The records below are to be written out again, exactly as they appear.
***** RECORD EXCERPTS *****
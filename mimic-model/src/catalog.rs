use crate::{RequestCategory, RequestItem, RequestSpec};
use serde_json::json;

const BASE_URL: &str = "https://jsonplaceholder.typicode.com";

/// Read-only collection of request items steps are created from
#[derive(Debug, Clone, Default)]
pub struct Catalog {
    items: Vec<RequestItem>,
}

impl Catalog {
    pub fn new(items: Vec<RequestItem>) -> Self {
        Self { items }
    }

    /// The built-in example catalog.
    pub fn builtin() -> Self {
        Self::new(vec![
            item(
                "ui-1",
                "Load Dashboard",
                "Fetch dashboard data and metrics",
                RequestCategory::Ui,
                RequestSpec::get(format!("{BASE_URL}/users")),
            ),
            item(
                "ui-2",
                "Refresh Feed",
                "Reload the main content feed",
                RequestCategory::Ui,
                RequestSpec::get(format!("{BASE_URL}/posts?_limit=5")),
            ),
            item(
                "ui-3",
                "Load Notifications",
                "Fetch user notifications",
                RequestCategory::Ui,
                RequestSpec::get(format!("{BASE_URL}/comments?_limit=5")),
            ),
            item(
                "api-1",
                "Get Users",
                "Fetch all users from the API",
                RequestCategory::Api,
                RequestSpec::get(format!("{BASE_URL}/users")),
            ),
            item(
                "api-2",
                "Create Post",
                "Create a new post via API",
                RequestCategory::Api,
                RequestSpec::post(
                    format!("{BASE_URL}/posts"),
                    json!({
                        "title": "New Post",
                        "body": "This is the post content",
                        "userId": 1
                    }),
                ),
            ),
            item(
                "api-3",
                "Get Todos",
                "Fetch todo items from API",
                RequestCategory::Api,
                RequestSpec::get(format!("{BASE_URL}/todos?_limit=5")),
            ),
            item(
                "api-4",
                "Update Profile",
                "Update user profile data",
                RequestCategory::Api,
                RequestSpec::post(
                    format!("{BASE_URL}/users"),
                    json!({
                        "name": "Updated Name",
                        "email": "updated@example.com"
                    }),
                ),
            ),
            item(
                "pay-1",
                "Check Balance",
                "Retrieve current account balance",
                RequestCategory::Payment,
                RequestSpec::get(format!("{BASE_URL}/users/1")),
            ),
            item(
                "pay-2",
                "Process Payment",
                "Submit a payment transaction",
                RequestCategory::Payment,
                RequestSpec::post(
                    format!("{BASE_URL}/posts"),
                    json!({
                        "amount": 99.99,
                        "currency": "GBP",
                        "description": "Order payment"
                    }),
                ),
            ),
            item(
                "pay-3",
                "Refund Order",
                "Process a refund for an order",
                RequestCategory::Payment,
                RequestSpec::post(
                    format!("{BASE_URL}/posts"),
                    json!({
                        "orderId": "12345",
                        "amount": 49.99,
                        "reason": "Customer request"
                    }),
                ),
            ),
        ])
    }

    pub fn items(&self) -> &[RequestItem] {
        &self.items
    }

    pub fn get(&self, id: &str) -> Option<&RequestItem> {
        self.items.iter().find(|item| item.id == id)
    }

    pub fn by_category(
        &self,
        category: RequestCategory,
    ) -> impl Iterator<Item = &RequestItem> {
        self.items
            .iter()
            .filter(move |item| item.category == category)
    }

    pub fn len(&self) -> usize {
        self.items.len()
    }

    pub fn is_empty(&self) -> bool {
        self.items.is_empty()
    }
}

fn item(
    id: &str,
    name: &str,
    description: &str,
    category: RequestCategory,
    request: RequestSpec,
) -> RequestItem {
    RequestItem {
        id: id.to_string(),
        name: name.to_string(),
        description: Some(description.to_string()),
        category,
        request,
    }
}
*****
--- RESULT ---
filename mimic-model/src/catalog.rs
use crate::{RequestCategory, RequestItem, RequestSpec};
use serde_json::json;

const BASE_URL: &str = "https://jsonplaceholder.typicode.com";

/// Read-only collection of request items steps are created from
#[derive(Debug, Clone, Default)]
pub struct Catalog {
    items: Vec<RequestItem>,
}

impl Catalog {
    pub fn new(items: Vec<RequestItem>) -> Self {
        Self { items }
    }

    /// The built-in example catalog.
    pub fn builtin() -> Self {
        Self::new(vec![
            item(
                "ui-1",
                "Load Dashboard",
                "Fetch dashboard data and metrics",
                RequestCategory::Ui,
                RequestSpec::get(format!("{BASE_URL}/users")),
            ),
            item(
                "ui-2",
                "Refresh Feed",
                "Reload the main content feed",
                RequestCategory::Ui,
                RequestSpec::get(format!("{BASE_URL}/posts?_limit=5")),
            ),
            item(
                "ui-3",
                "Load Notifications",
                "Fetch user notifications",
                RequestCategory::Ui,
                RequestSpec::get(format!("{BASE_URL}/comments?_limit=5")),
            ),
            item(
                "api-1",
                "Get Users",
                "Fetch all users from the API",
                RequestCategory::Api,
                RequestSpec::get(format!("{BASE_URL}/users")),
            ),
            item(
                "api-2",
                "Create Post",
                "Create a new post via API",
                RequestCategory::Api,
                RequestSpec::post(
                    format!("{BASE_URL}/posts"),
                    json!({
                        "title": "New Post",
                        "body": "This is the post content",
                        "userId": 1
                    }),
                ),
            ),
            item(
                "api-3",
                "Get Todos",
                "Fetch todo items from API",
                RequestCategory::Api,
                RequestSpec::get(format!("{BASE_URL}/todos?_limit=5")),
            ),
            item(
                "api-4",
                "Update Profile",
                "Update user profile data",
                RequestCategory::Api,
                RequestSpec::post(
                    format!("{BASE_URL}/users"),
                    json!({
                        "name": "Updated Name",
                        "email": "updated@example.com"
                    }),
                ),
            ),
            item(
                "pay-1",
                "Check Balance",
                "Retrieve current account balance",
                RequestCategory::Payment,
                RequestSpec::get(format!("{BASE_URL}/users/1")),
            ),
            item(
                "pay-2",
                "Process Payment",
                "Submit a payment transaction",
                RequestCategory::Payment,
                RequestSpec::post(
                    format!("{BASE_URL}/posts"),
                    json!({
                        "amount": 99.99,
                        "currency": "GBP",
                        "description": "Order payment"
                    }),
                ),
            ),
            item(
                "pay-3",
                "Refund Order",
                "Process a refund for an order",
                RequestCategory::Payment,
                RequestSpec::post(
                    format!("{BASE_URL}/posts"),
                    json!({
                        "orderId": "12345",
                        "amount": 49.99,
                        "reason": "Customer request"
                    }),
                ),
            ),
        ])
    }

    pub fn items(&self) -> &[RequestItem] {
        &self.items
    }

    pub fn get(&self, id: &str) -> Option<&RequestItem> {
        self.items.iter().find(|item| item.id == id)
    }

    pub fn by_category(
        &self,
        category: RequestCategory,
    ) -> impl Iterator<Item = &RequestItem> {
        self.items
            .iter()
            .filter(move |item| item.category == category)
    }

    pub fn len(&self) -> usize {
        self.items.len()
    }

    pub fn is_empty(&self) -> bool {
        self.items.is_empty()
    }
}

fn item(
    id: &str,
    name: &str,
    description: &str,
    category: RequestCategory,
    request: RequestSpec,
) -> RequestItem {
    RequestItem {
        id: id.to_string(),
        name: name.to_string(),
        description: Some(description.to_string()),
        category,
        request,
    }
}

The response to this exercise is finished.